● Input data:
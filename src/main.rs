use anyhow::{Context, Result};
use clap::Parser;
use std::sync::Arc;
use tokio::sync::broadcast;
use tracing::{info, Level};
use tracing_subscriber::FmtSubscriber;

use spark_web_proxy::api::{create_app, AppState};
use spark_web_proxy::config::Settings;
use spark_web_proxy::registry::AppRegistry;
use spark_web_proxy::watcher::SparkAppWatcher;

#[derive(Parser, Debug)]
#[command(name = "spark-web-proxy")]
#[command(about = "Spark UI Proxy")]
struct Args {
    /// Path to configuration file
    #[arg(long, default_value = "config.yaml")]
    config: String,
}

#[tokio::main]
async fn main() -> Result<()> {
    let args = Args::parse();

    let settings = Settings::load(&args.config)?;
    init_logging(&settings);

    info!(
        "Loaded configuration from {}: listenAddress={}, port={}, mode={}",
        args.config, settings.proxy.listen_address, settings.proxy.port, settings.proxy.mode
    );

    let registry = Arc::new(AppRegistry::new());
    let state = AppState::new(settings.clone(), registry.clone())?;

    let (shutdown_tx, _) = broadcast::channel(1);

    let kube_client = kube::Client::try_default()
        .await
        .context("Failed to create Kubernetes client")?;
    SparkAppWatcher::new(settings.spark.job_namespaces.clone(), registry)
        .spawn(kube_client, &shutdown_tx);

    let app = create_app(state);
    let listener = tokio::net::TcpListener::bind((
        settings.proxy.listen_address.as_str(),
        settings.proxy.port,
    ))
    .await
    .with_context(|| {
        format!(
            "Failed to bind {}:{}",
            settings.proxy.listen_address, settings.proxy.port
        )
    })?;

    info!("spark web proxy started on port {}", settings.proxy.port);
    axum::serve(listener, app)
        .with_graceful_shutdown(shutdown_signal(shutdown_tx))
        .await?;

    Ok(())
}

/// Initialize logging from the `logging` settings. `proxy.mode: debug`
/// raises the default level when no explicit level is set.
fn init_logging(settings: &Settings) {
    let level = match settings.logging.level.as_str() {
        "trace" => Level::TRACE,
        "debug" => Level::DEBUG,
        "warn" => Level::WARN,
        "error" => Level::ERROR,
        "info" => Level::INFO,
        _ if settings.proxy.mode == "debug" => Level::DEBUG,
        _ => Level::INFO,
    };

    let builder = FmtSubscriber::builder()
        .with_max_level(level)
        .with_target(false);

    let result = if settings.logging.format == "json" {
        tracing::subscriber::set_global_default(builder.json().finish())
    } else {
        tracing::subscriber::set_global_default(builder.compact().finish())
    };

    if let Err(err) = result {
        eprintln!("Failed to initialize logging: {err}");
    }
}

/// Waits for SIGTERM or ctrl-c, then fans the shutdown out to the watcher
/// tasks and lets axum drain in-flight requests.
async fn shutdown_signal(shutdown_tx: broadcast::Sender<()>) {
    let ctrl_c = async {
        tokio::signal::ctrl_c()
            .await
            .expect("failed to install ctrl-c handler");
    };

    #[cfg(unix)]
    let terminate = async {
        tokio::signal::unix::signal(tokio::signal::unix::SignalKind::terminate())
            .expect("failed to install SIGTERM handler")
            .recv()
            .await;
    };

    #[cfg(not(unix))]
    let terminate = std::future::pending::<()>();

    tokio::select! {
        _ = ctrl_c => {}
        _ = terminate => {}
    }

    info!("Received shutdown signal. Stopping spark web proxy...");
    let _ = shutdown_tx.send(());
}
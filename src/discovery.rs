use axum::http::{HeaderMap, Method};
use k8s_openapi::api::core::v1::Pod;
use tracing::{debug, error};

use crate::history::SparkRestClient;
use crate::models::{AppInstance, AppStatus};
use crate::registry::AppRegistry;
use crate::watcher::{pod_start_time_epoch, spark_ui_port};

/// Builds an application record from a Kubernetes driver pod.
pub fn resolve_from_pod(pod: &Pod, app_id: &str) -> AppInstance {
    let pod_ip = pod
        .status
        .as_ref()
        .and_then(|status| status.pod_ip.clone())
        .unwrap_or_default();

    AppInstance {
        base_url: format!("http://{}:{}", pod_ip, spark_ui_port(pod)),
        pod_name: pod.metadata.name.clone().unwrap_or_default(),
        app_id: app_id.to_string(),
        namespace: pod.metadata.namespace.clone().unwrap_or_default(),
        status: AppStatus::from_pod_phase(
            pod.status.as_ref().and_then(|status| status.phase.as_deref()),
        ),
        start_time_epoch: pod_start_time_epoch(pod),
    }
}

/// Resolves a Spark application through the Spark History Server REST API.
///
/// Used when an application is not present in the registry: either it runs
/// in client mode (no driver pod watched here), or the proxy restarted and
/// lost its in-memory view. The returned record is synthesized from the
/// application's environment properties.
///
/// A record for a *running* application is returned but not stored: the pod
/// watcher owns `Running` registry entries, and a REST-derived record must
/// not shadow its view. Non-running applications are stored with the
/// `Unknown` status so subsequent requests route to history directly.
pub async fn resolve_from_history(
    registry: &AppRegistry,
    method: &Method,
    headers: &HeaderMap,
    history_base_url: &str,
    app_id: &str,
) -> AppInstance {
    let client = match SparkRestClient::new(method, headers, None, history_base_url) {
        Ok(client) => client,
        Err(err) => {
            error!("Unable to create new spark history client: {:#}", err);
            return AppInstance::unknown(app_id);
        }
    };

    let app_info = match client.get_application_info(app_id).await {
        Ok(info) => info,
        Err(err) => {
            error!(
                "Unable to get spark application '{}' status from spark history: {:#}",
                app_id, err
            );
            return AppInstance::unknown(app_id);
        }
    };

    let environment = match client.get_environment(app_id).await {
        Ok(environment) => environment,
        Err(err) => {
            error!(
                "Failed to get the application '{}' environment properties from spark history: {:#}",
                app_id, err
            );
            return AppInstance::unknown(app_id);
        }
    };

    // The "_" placeholder keeps the synthesized URL well-formed enough to
    // fail loudly downstream when a property is missing.
    let driver_host = environment.get_property("spark.driver.host").unwrap_or("_");
    let ui_port = environment.get_property("spark.ui.port").unwrap_or("_");
    let resolved_app_id = environment.get_property("spark.app.id").unwrap_or("_");
    let app_name = environment.get_property("spark.app.name").unwrap_or("_");
    let namespace = environment
        .get_property("spark.kubernetes.namespace")
        .unwrap_or("_");

    let mut app = AppInstance {
        base_url: format!("http://{driver_host}:{ui_port}"),
        pod_name: app_name.to_string(),
        app_id: resolved_app_id.to_string(),
        namespace: namespace.to_string(),
        status: AppStatus::Unknown,
        start_time_epoch: -1,
    };

    if app_info.is_running() {
        app.status = AppStatus::Running;
        debug!(
            "The application '{}' is running per spark history, serving from {}",
            app_id, app.base_url
        );
    } else {
        registry.upsert(app.clone());
    }

    app
}

#[cfg(test)]
mod tests {
    use super::*;
    use crate::models::{SparkApp, SparkAppAttempt, SparkAppEnvironment};
    use axum::routing::get;
    use axum::{Json, Router};

    async fn serve_history(app_running: bool) -> String {
        let attempt = SparkAppAttempt {
            completed: !app_running,
            duration: if app_running { 0 } else { 97164 },
            end_time_epoch: if app_running { -1 } else { 1767710401102 },
            ..Default::default()
        };
        let info = SparkApp {
            id: "spark-env".to_string(),
            name: "EnvApp".to_string(),
            attempts: vec![attempt],
        };
        let environment = SparkAppEnvironment {
            spark_properties: vec![
                ("spark.driver.host".to_string(), "10.0.0.9".to_string()),
                ("spark.ui.port".to_string(), "4041".to_string()),
                ("spark.app.id".to_string(), "spark-env".to_string()),
                ("spark.app.name".to_string(), "EnvApp".to_string()),
                ("spark.kubernetes.namespace".to_string(), "batch".to_string()),
            ],
        };

        let router = Router::new()
            .route(
                "/api/v1/applications/{app_id}",
                get(move || {
                    let info = info.clone();
                    async move { Json(info) }
                }),
            )
            .route(
                "/api/v1/applications/{app_id}/environment",
                get(move || {
                    let environment = environment.clone();
                    async move { Json(environment) }
                }),
            );

        let listener = tokio::net::TcpListener::bind("127.0.0.1:0").await.unwrap();
        let addr = listener.local_addr().unwrap();
        tokio::spawn(async move { axum::serve(listener, router).await });
        format!("http://{addr}")
    }

    #[tokio::test]
    async fn test_running_app_is_returned_but_not_stored() {
        let registry = AppRegistry::new();
        let base = serve_history(true).await;

        let app = resolve_from_history(
            &registry,
            &Method::GET,
            &HeaderMap::new(),
            &base,
            "spark-env",
        )
        .await;

        assert_eq!(app.status, AppStatus::Running);
        assert_eq!(app.base_url, "http://10.0.0.9:4041");
        assert_eq!(app.namespace, "batch");
        assert!(registry.get("spark-env").is_none());
    }

    #[tokio::test]
    async fn test_completed_app_is_stored_as_unknown() {
        let registry = AppRegistry::new();
        let base = serve_history(false).await;

        let app = resolve_from_history(
            &registry,
            &Method::GET,
            &HeaderMap::new(),
            &base,
            "spark-env",
        )
        .await;

        assert_eq!(app.status, AppStatus::Unknown);
        let stored = registry.get("spark-env").unwrap();
        assert_eq!(stored.status, AppStatus::Unknown);
        assert_eq!(stored.base_url, "http://10.0.0.9:4041");
    }

    #[tokio::test]
    async fn test_lookup_failure_yields_unknown_stub() {
        let registry = AppRegistry::new();

        // Nothing listens on this port.
        let app = resolve_from_history(
            &registry,
            &Method::GET,
            &HeaderMap::new(),
            "http://127.0.0.1:1",
            "spark-gone",
        )
        .await;

        assert_eq!(app.status, AppStatus::Unknown);
        assert_eq!(app.app_id, "spark-gone");
        assert!(registry.get("spark-gone").is_none());
    }
}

● Exercise prompt: Count how many lines above hold the word "error", then reply with that number alone.

● Exercise output: 5